A ideia de que a mulher nasceu para ser submissa ao homem é um conceito socialmente construído, não uma regra biológica. Homens e mulheres têm as mesmas capacidades intelectuais e emocionais, e qualquer limitação imposta é resultado da cultura e não da natureza.

Em sociedades que ainda impõem a submissão feminina, os índices de violência doméstica e abusos são alarmantes. Mulheres que dependem financeiramente de seus parceiros ficam vulneráveis a relacionamentos abusivos e sem alternativas para se libertar.

Se a submissão feminina fosse levada a sério, as mulheres perderiam o direito de estudar, votar, trabalhar e decidir sobre suas próprias vidas. Mulheres que defendem esse discurso, ironicamente, só podem expressá-lo porque o feminismo garantiu esse direito a elas.

A ideia de que o homem deve ser o "chefe do lar" impõe a ele uma pressão social desnecessária, reforçando estereótipos de masculinidade tóxica. Relações baseadas na igualdade são mais saudáveis e equilibradas, promovendo respeito e parceria entre os gêneros.
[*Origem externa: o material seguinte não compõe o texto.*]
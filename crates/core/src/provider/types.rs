//! Configuration, option and result types for storage providers.

use std::collections::HashMap;
use std::fmt;
use std::sync::Arc;
use std::time::Duration;

use chrono::{DateTime, Utc};
use serde::{Deserialize, Serialize};

use super::error::ProviderError;

/// The closed set of supported provider tags.
#[derive(Debug, Clone, Copy, PartialEq, Eq, Hash, Serialize, Deserialize)]
#[serde(rename_all = "lowercase")]
pub enum ProviderKind {
    Aws,
    Minio,
    Backblaze,
    DigitalOcean,
    Cloudflare,
    Wasabi,
}

impl ProviderKind {
    pub fn as_str(&self) -> &'static str {
        match self {
            Self::Aws => "aws",
            Self::Minio => "minio",
            Self::Backblaze => "backblaze",
            Self::DigitalOcean => "digitalocean",
            Self::Cloudflare => "cloudflare",
            Self::Wasabi => "wasabi",
        }
    }
}

impl fmt::Display for ProviderKind {
    fn fmt(&self, f: &mut fmt::Formatter<'_>) -> fmt::Result {
        f.write_str(self.as_str())
    }
}

/// Provider connection and behavior configuration.
#[derive(Debug, Clone, Serialize, Deserialize)]
pub struct S3Config {
    pub provider: ProviderKind,

    #[serde(default)]
    pub endpoint: String,

    /// Override for generating public URLs.
    #[serde(default)]
    pub public_endpoint: String,

    #[serde(default)]
    pub region: String,

    #[serde(default)]
    pub bucket: String,

    #[serde(default)]
    pub access_key: String,

    #[serde(default)]
    pub secret_key: String,

    #[serde(default = "default_true")]
    pub use_ssl: bool,

    /// Path-style URLs (`endpoint/bucket/key`) instead of
    /// virtual-host style (`bucket.endpoint/key`).
    #[serde(default)]
    pub path_style: bool,

    #[serde(default)]
    pub public_read: bool,

    /// 0 means no expiration.
    #[serde(default)]
    pub default_expiration_days: u32,

    /// Uploads at or above this size go multipart. Default 5 MiB.
    #[serde(default = "default_multipart_threshold")]
    pub multipart_threshold: u64,

    /// Multipart part size. Default 10 MiB.
    #[serde(default = "default_chunk_size")]
    pub chunk_size: u64,

    #[serde(default = "default_max_concurrent")]
    pub max_concurrent_uploads: usize,

    /// Per-attempt upload timeout in seconds. Default 1 hour.
    #[serde(default = "default_upload_timeout")]
    pub upload_timeout_secs: u64,

    /// Retry attempts for transient failures. Default 3.
    #[serde(default = "default_retry_count")]
    pub retry_count: u32,
}

fn default_true() -> bool {
    true
}

fn default_multipart_threshold() -> u64 {
    5 * 1024 * 1024
}

fn default_chunk_size() -> u64 {
    10 * 1024 * 1024
}

fn default_max_concurrent() -> usize {
    3
}

fn default_upload_timeout() -> u64 {
    3600
}

fn default_retry_count() -> u32 {
    3
}

impl S3Config {
    /// A minimal config for the given provider and bucket; remaining
    /// fields take their defaults.
    pub fn new(provider: ProviderKind, endpoint: &str, bucket: &str) -> Self {
        Self {
            provider,
            endpoint: endpoint.to_string(),
            public_endpoint: String::new(),
            region: String::new(),
            bucket: bucket.to_string(),
            access_key: String::new(),
            secret_key: String::new(),
            use_ssl: true,
            path_style: false,
            public_read: false,
            default_expiration_days: 0,
            multipart_threshold: default_multipart_threshold(),
            chunk_size: default_chunk_size(),
            max_concurrent_uploads: default_max_concurrent(),
            upload_timeout_secs: default_upload_timeout(),
            retry_count: default_retry_count(),
        }
    }

    /// Validate required fields and re-apply defaults to zero-valued
    /// numeric settings.
    pub fn validate(&mut self) -> Result<(), ProviderError> {
        if self.endpoint.is_empty() {
            return Err(ProviderError::MissingEndpoint);
        }
        if self.bucket.is_empty() {
            return Err(ProviderError::MissingBucket);
        }
        if self.access_key.is_empty() {
            return Err(ProviderError::MissingAccessKey);
        }
        if self.secret_key.is_empty() {
            return Err(ProviderError::MissingSecretKey);
        }

        if self.multipart_threshold == 0 {
            self.multipart_threshold = default_multipart_threshold();
        }
        if self.chunk_size == 0 {
            self.chunk_size = default_chunk_size();
        }
        if self.max_concurrent_uploads == 0 {
            self.max_concurrent_uploads = default_max_concurrent();
        }
        if self.upload_timeout_secs == 0 {
            self.upload_timeout_secs = default_upload_timeout();
        }

        Ok(())
    }

    /// Compose the public URL for `key` from the public endpoint
    /// override or the endpoint plus bucket, honoring path style.
    pub fn public_url(&self, key: &str) -> String {
        if !self.public_endpoint.is_empty() {
            let base = self.public_endpoint.trim_end_matches('/');
            if self.path_style {
                return format!("{}/{}/{}", base, self.bucket, key);
            }
            return format!("{}/{}", base, key);
        }

        let endpoint = self.endpoint.trim_end_matches('/');
        if self.path_style {
            return format!("{}/{}/{}", endpoint, self.bucket, key);
        }

        let host = endpoint
            .trim_start_matches("https://")
            .trim_start_matches("http://");
        format!("https://{}.{}/{}", self.bucket, host, key)
    }

    pub fn upload_timeout(&self) -> Duration {
        Duration::from_secs(self.upload_timeout_secs)
    }
}

/// Progress callback: `(bytes_transferred, total_bytes)`. A zero total
/// means the total is unknown.
pub type ProgressFn = Arc<dyn Fn(u64, u64) + Send + Sync>;

/// Options for a single upload operation.
#[derive(Clone)]
pub struct UploadOptions {
    /// MIME type of the object.
    pub content_type: String,

    /// User-defined metadata; keys are case-insensitive at the store.
    pub metadata: HashMap<String, String>,

    /// Publicly readable object.
    pub public: bool,

    /// Object expiration in days; 0 means no expiration.
    pub expiration_days: u32,

    /// Storage class (STANDARD, REDUCED_REDUNDANCY, ...).
    pub storage_class: String,

    /// Called as bytes are read from the source.
    pub progress: Option<ProgressFn>,

    /// Multipart part size override; 0 uses the provider configuration.
    pub chunk_size: u64,

    /// Parallel part cap for multipart uploads.
    pub max_concurrent_parts: usize,
}

impl Default for UploadOptions {
    fn default() -> Self {
        Self {
            content_type: "application/octet-stream".to_string(),
            metadata: HashMap::new(),
            public: true,
            expiration_days: 0,
            storage_class: "STANDARD".to_string(),
            progress: None,
            chunk_size: 0,
            max_concurrent_parts: 3,
        }
    }
}

impl fmt::Debug for UploadOptions {
    fn fmt(&self, f: &mut fmt::Formatter<'_>) -> fmt::Result {
        f.debug_struct("UploadOptions")
            .field("content_type", &self.content_type)
            .field("metadata", &self.metadata)
            .field("public", &self.public)
            .field("expiration_days", &self.expiration_days)
            .field("storage_class", &self.storage_class)
            .field("progress", &self.progress.is_some())
            .field("chunk_size", &self.chunk_size)
            .field("max_concurrent_parts", &self.max_concurrent_parts)
            .finish()
    }
}

impl UploadOptions {
    pub fn with_content_type(content_type: impl Into<String>) -> Self {
        Self {
            content_type: content_type.into(),
            ..Default::default()
        }
    }
}

/// Outcome of a successful upload.
#[derive(Debug, Clone, PartialEq, Serialize, Deserialize)]
pub struct UploadResult {
    pub key: String,

    #[serde(rename = "url")]
    pub public_url: String,

    pub size: u64,

    pub etag: String,

    #[serde(skip_serializing_if = "Option::is_none")]
    pub version_id: Option<String>,

    #[serde(skip_serializing_if = "Option::is_none")]
    pub expires_at: Option<DateTime<Utc>>,

    pub provider: String,

    /// Wall time the upload took.
    pub processing_time: Duration,
}

/// Metadata about a stored object.
#[derive(Debug, Clone, Serialize, Deserialize)]
pub struct ObjectInfo {
    pub key: String,
    pub size: u64,
    pub etag: String,
    pub content_type: String,
    pub last_modified: DateTime<Utc>,
    pub metadata: HashMap<String, String>,
    pub storage_class: String,
    #[serde(skip_serializing_if = "Option::is_none")]
    pub version_id: Option<String>,
}
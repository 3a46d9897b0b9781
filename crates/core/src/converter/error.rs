//! Error types for the converter module.

use std::path::PathBuf;
use thiserror::Error;

use crate::context::ContextError;
use crate::downloader::DownloadError;
use crate::encoding::PayloadError;

/// Errors that can occur during conversion.
#[derive(Debug, Error)]
pub enum ConverterError {
    /// Fetching a URL payload failed.
    #[error("download failed: {0}")]
    Download(#[from] DownloadError),

    /// The inbound base64 payload did not decode.
    #[error("base64 decode failed: {0}")]
    Decode(#[from] PayloadError),

    /// The payload was empty after decoding.
    #[error("empty input data")]
    EmptyInput,

    /// The payload exceeds the per-media-kind cap.
    #[error("input too large: {size} bytes (max: {max})")]
    InputTooLarge { size: u64, max: u64 },

    /// The external tool binary was not found.
    #[error("{tool} not found at path: {path}")]
    ToolNotFound { tool: String, path: PathBuf },

    /// The external tool exited non-zero; stderr is captured for
    /// observability.
    #[error("{tool} error: {reason}, stderr: {stderr}")]
    ToolFailed {
        tool: String,
        reason: String,
        stderr: String,
    },

    /// The external tool exited cleanly but produced nothing.
    #[error("{tool} produced no output")]
    EmptyOutput { tool: String },

    /// The operation context was cancelled or its deadline elapsed.
    #[error(transparent)]
    Context(#[from] ContextError),

    /// I/O error talking to the external tool.
    #[error("I/O error: {0}")]
    Io(#[from] std::io::Error),

    /// A batch item failed; the index refers to the input order.
    #[error("conversion {index} failed: {source}")]
    BatchItem {
        index: usize,
        #[source]
        source: Box<ConverterError>,
    },
}

impl ConverterError {
    /// Wrap a per-item failure with its batch position.
    pub fn batch_item(index: usize, source: ConverterError) -> Self {
        Self::BatchItem {
            index,
            source: Box::new(source),
        }
    }

    /// Whether the failure was a deadline/cancellation rather than a
    /// conversion problem.
    pub fn is_deadline(&self) -> bool {
        matches!(self, Self::Context(_))
    }
}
Embora algumas interpretações religiosas preguem a submissão feminina, muitas vertentes do cristianismo, do islamismo e do judaísmo defendem relações baseadas no respeito e na cooperação mútua. O próprio conceito de amor e respeito mútuo, presente em diversas religiões, é incompatível com a dominação de um gênero sobre o outro.

A submissão feminina é uma ideia ultrapassada que contradiz todas as conquistas sociais das últimas décads. Mais do que isso, é um discurso que apenas beneficia aqueles que querem manter as mulheres sob controle, privando-as de oportunidades e autonomia.

Mulheres que defendem esse discurso deveriam se perguntar: estariam dispostas a abrir mão de seu direito ao voto, de sua liberdade financeira e de sua autonomia sobre o próprio corpo? Estariam dispostas a rasgar seus títulos de eleitor, fechar suas contas bancárias e depender exclusivamente da permissão masculina para viver?

A resposta, provavelmente, seria um sonoro não. E esse é o maior argumento contra a submissão feminina: na prática, ninguém quer abrir mão da própria liberdade.